TORONTO – For the first time in a long time, economists expect the Bank of Canada to begin cutting interest rates in mid-2024 to avoid a deep recession. Last month, Bank of Canada Governor Tiff Macklem reiterated what he said when rate hikes began in March 2022, that the central bank would lower the lending rate once inflation had reached 2%. “We don’t need to wait until we get back to 2%,” Macklem then told the parliamentary finance committee on October 30. “We have to wait until we are clearly on the path to 2%”.
The increase fell to 3.8% in September from 4% in August, and while the central bank still isn’t ruling out further interest rate hikes, many economists believe the lending rate will remain stuck at 5% until the middle of next year and then it will start to go down. The announcement came on the heels of the central bank’s projection that inflation would remain around 3.5% for next year before falling to 2% by mid-2025. What if the lending rate remained at 5% until by mid-2025, Canada would likely be in a deep recession that the central bank itself wants to avoid, economists say.
High interest rates are also pushing up housing costs and keeping purchasing sticky, David Macdonald, senior economist at the Canadian Center for Policy Alternatives, told the Toronto Star, and the decline in home prices has been slower than expected. “Lower home prices were supposed to offset increases in mortgage and rent costs, but they didn’t,” he said. Typically, when interest rates rise, home prices fall, but rapid growth in Canada’s population due to record levels of immigration, a limited housing supply and growing investor interest in real estate have kept home prices stubbornly high, experts say.
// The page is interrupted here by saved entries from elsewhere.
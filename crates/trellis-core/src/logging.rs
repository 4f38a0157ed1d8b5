//! Logging initialization.

use tracing_subscriber::EnvFilter;

/// Install the global `tracing` subscriber.
///
/// The filter is read from `RUST_LOG` and defaults to `info`. Calling this
/// more than once is harmless: later calls leave the first subscriber in place.
pub fn init_logging() {
    let filter = EnvFilter::try_from_default_env().unwrap_or_else(|_| EnvFilter::new("info"));

    if tracing_subscriber::fmt()
        .with_env_filter(filter)
        .with_target(true)
        .try_init()
        .is_ok()
    {
        tracing::debug!("Logging initialized");
    }
}

#[cfg(test)]
mod tests {
    use super::*;

    #[test]
    fn repeated_init_keeps_first_subscriber() {
        init_logging();
        init_logging();
        tracing::info!("still logging");
    }
}
//! Window ownership and event pumping.
//!
//! The runner drives winit itself instead of handing control to
//! `EventLoop::run_app`: events are pumped without blocking once per frame,
//! and blocking only while the frame loop waits out a minimized window.

use std::mem;
use std::sync::Arc;
use std::time::Duration;

use anyhow::Context;
use tracing::{debug, info};
use trellis_render::PresentationWindow;
use winit::application::ApplicationHandler;
use winit::dpi::PhysicalSize;
use winit::event::WindowEvent;
use winit::event_loop::{ActiveEventLoop, ControlFlow, EventLoop};
use winit::platform::pump_events::{EventLoopExtPumpEvents, PumpStatus};
use winit::window::{Window, WindowId};

/// Event handler state updated while events are pumped.
struct WindowState {
    title: String,
    initial_size: PhysicalSize<u32>,
    window: Option<Arc<Window>>,
    creation_error: Option<winit::error::OsError>,
    size: PhysicalSize<u32>,
    resized: bool,
    close_requested: bool,
    events: Vec<WindowEvent>,
}

impl ApplicationHandler for WindowState {
    fn resumed(&mut self, event_loop: &ActiveEventLoop) {
        if self.window.is_some() {
            return;
        }

        event_loop.set_control_flow(ControlFlow::Wait);

        let attributes = Window::default_attributes()
            .with_title(&self.title)
            .with_inner_size(self.initial_size);

        match event_loop.create_window(attributes) {
            Ok(window) => {
                self.size = window.inner_size();
                self.window = Some(Arc::new(window));
            }
            Err(e) => {
                self.creation_error = Some(e);
                event_loop.exit();
            }
        }
    }

    fn window_event(&mut self, _event_loop: &ActiveEventLoop, _id: WindowId, event: WindowEvent) {
        match event {
            WindowEvent::CloseRequested => {
                info!("Close requested");
                self.close_requested = true;
            }
            WindowEvent::Resized(size) => {
                debug!("Window resized to {}x{}", size.width, size.height);
                self.size = size;
                self.resized = true;
            }
            _ => {}
        }
        self.events.push(event);
    }
}

/// The application window and its event loop.
pub struct AppWindow {
    // Dropped before the event loop.
    window: Arc<Window>,
    state: WindowState,
    event_loop: EventLoop<()>,
    exited: bool,
}

impl AppWindow {
    /// Create the event loop and open a window.
    pub fn new(title: &str, width: u32, height: u32) -> anyhow::Result<Self> {
        let mut event_loop = EventLoop::new().context("Failed to create event loop")?;

        let mut state = WindowState {
            title: title.to_string(),
            initial_size: PhysicalSize::new(width, height),
            window: None,
            creation_error: None,
            size: PhysicalSize::new(width, height),
            resized: false,
            close_requested: false,
            events: Vec::new(),
        };

        // The window is created from `resumed`, which arrives on the first pumps.
        let window = loop {
            let status = event_loop.pump_app_events(Some(Duration::ZERO), &mut state);
            if let Some(e) = state.creation_error.take() {
                return Err(e).context("Failed to create window");
            }
            if let Some(window) = &state.window {
                break window.clone();
            }
            if let PumpStatus::Exit(code) = status {
                anyhow::bail!("Event loop exited with code {code} before a window was created");
            }
        };

        info!(
            "Window created: {}x{}",
            state.size.width, state.size.height
        );

        Ok(Self {
            window,
            state,
            event_loop,
            exited: false,
        })
    }

    /// Shared window handle.
    pub fn handle(&self) -> Arc<Window> {
        self.window.clone()
    }

    /// Handle pending events without blocking.
    ///
    /// Returns `false` once the window should close.
    pub fn poll_events(&mut self) -> bool {
        self.pump(Some(Duration::ZERO))
    }

    /// Events handled since the last call.
    pub fn drain_events(&mut self) -> Vec<WindowEvent> {
        mem::take(&mut self.state.events)
    }

    /// Whether the window has been asked to close.
    pub fn is_closing(&self) -> bool {
        self.exited || self.state.close_requested
    }

    fn pump(&mut self, timeout: Option<Duration>) -> bool {
        if self.is_closing() {
            return false;
        }
        if let PumpStatus::Exit(code) = self.event_loop.pump_app_events(timeout, &mut self.state) {
            debug!("Event loop exited with code {code}");
            self.exited = true;
        }
        !self.is_closing()
    }
}

impl PresentationWindow for AppWindow {
    fn drawable_size(&self) -> (u32, u32) {
        (self.state.size.width, self.state.size.height)
    }

    fn take_resized(&mut self) -> bool {
        mem::take(&mut self.state.resized)
    }

    fn wait_events(&mut self) -> bool {
        self.pump(None)
    }
}
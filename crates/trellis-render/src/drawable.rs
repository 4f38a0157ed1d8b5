//! What the frame loop draws.

use ash::vk;
use glam::Mat4;

use crate::camera::CameraUniforms;

/// One object to draw. The frame loop only reads these; the buffers and the
/// descriptor set belong to whoever built the drawable.
#[derive(Debug, Clone, Copy, PartialEq)]
pub struct Drawable {
    pub transform: Mat4,
    pub vertex_buffer: vk::Buffer,
    pub index_buffer: vk::Buffer,
    pub index_count: u32,
    /// Material set bound at set 1.
    pub descriptor_set: vk::DescriptorSet,
}

/// Per-frame provider of camera data and drawables.
pub trait Scene {
    /// Camera for a frame rendered at `extent`.
    fn camera(&self, extent: vk::Extent2D) -> CameraUniforms;

    /// Objects to draw this frame, in draw order.
    fn drawables(&self) -> &[Drawable];
}

/// A scene with a fixed camera and drawable list.
#[derive(Debug, Clone, Default)]
pub struct StaticScene {
    pub camera: CameraUniforms,
    pub drawables: Vec<Drawable>,
}

impl Scene for StaticScene {
    fn camera(&self, _extent: vk::Extent2D) -> CameraUniforms {
        self.camera
    }

    fn drawables(&self) -> &[Drawable] {
        &self.drawables
    }
}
There is concern that once the Bank of Canada cuts rates, people will flock back to the housing market, driving up prices and fueling inflation, repeating the housing frenzy seen during the pandemic. On the other hand, “tariffs are pushing many potential first-time homebuyers out of the market and driving rental costs even higher” Royce Mendes, managing director and head of macro strategy at Desjardins, told the Toronto Star. “There is this bilateral risk, but I’m not worried that (the rate cut) will create this explosive growth in real estate. The real problem in the housing sector is supply and being able to build more can help.”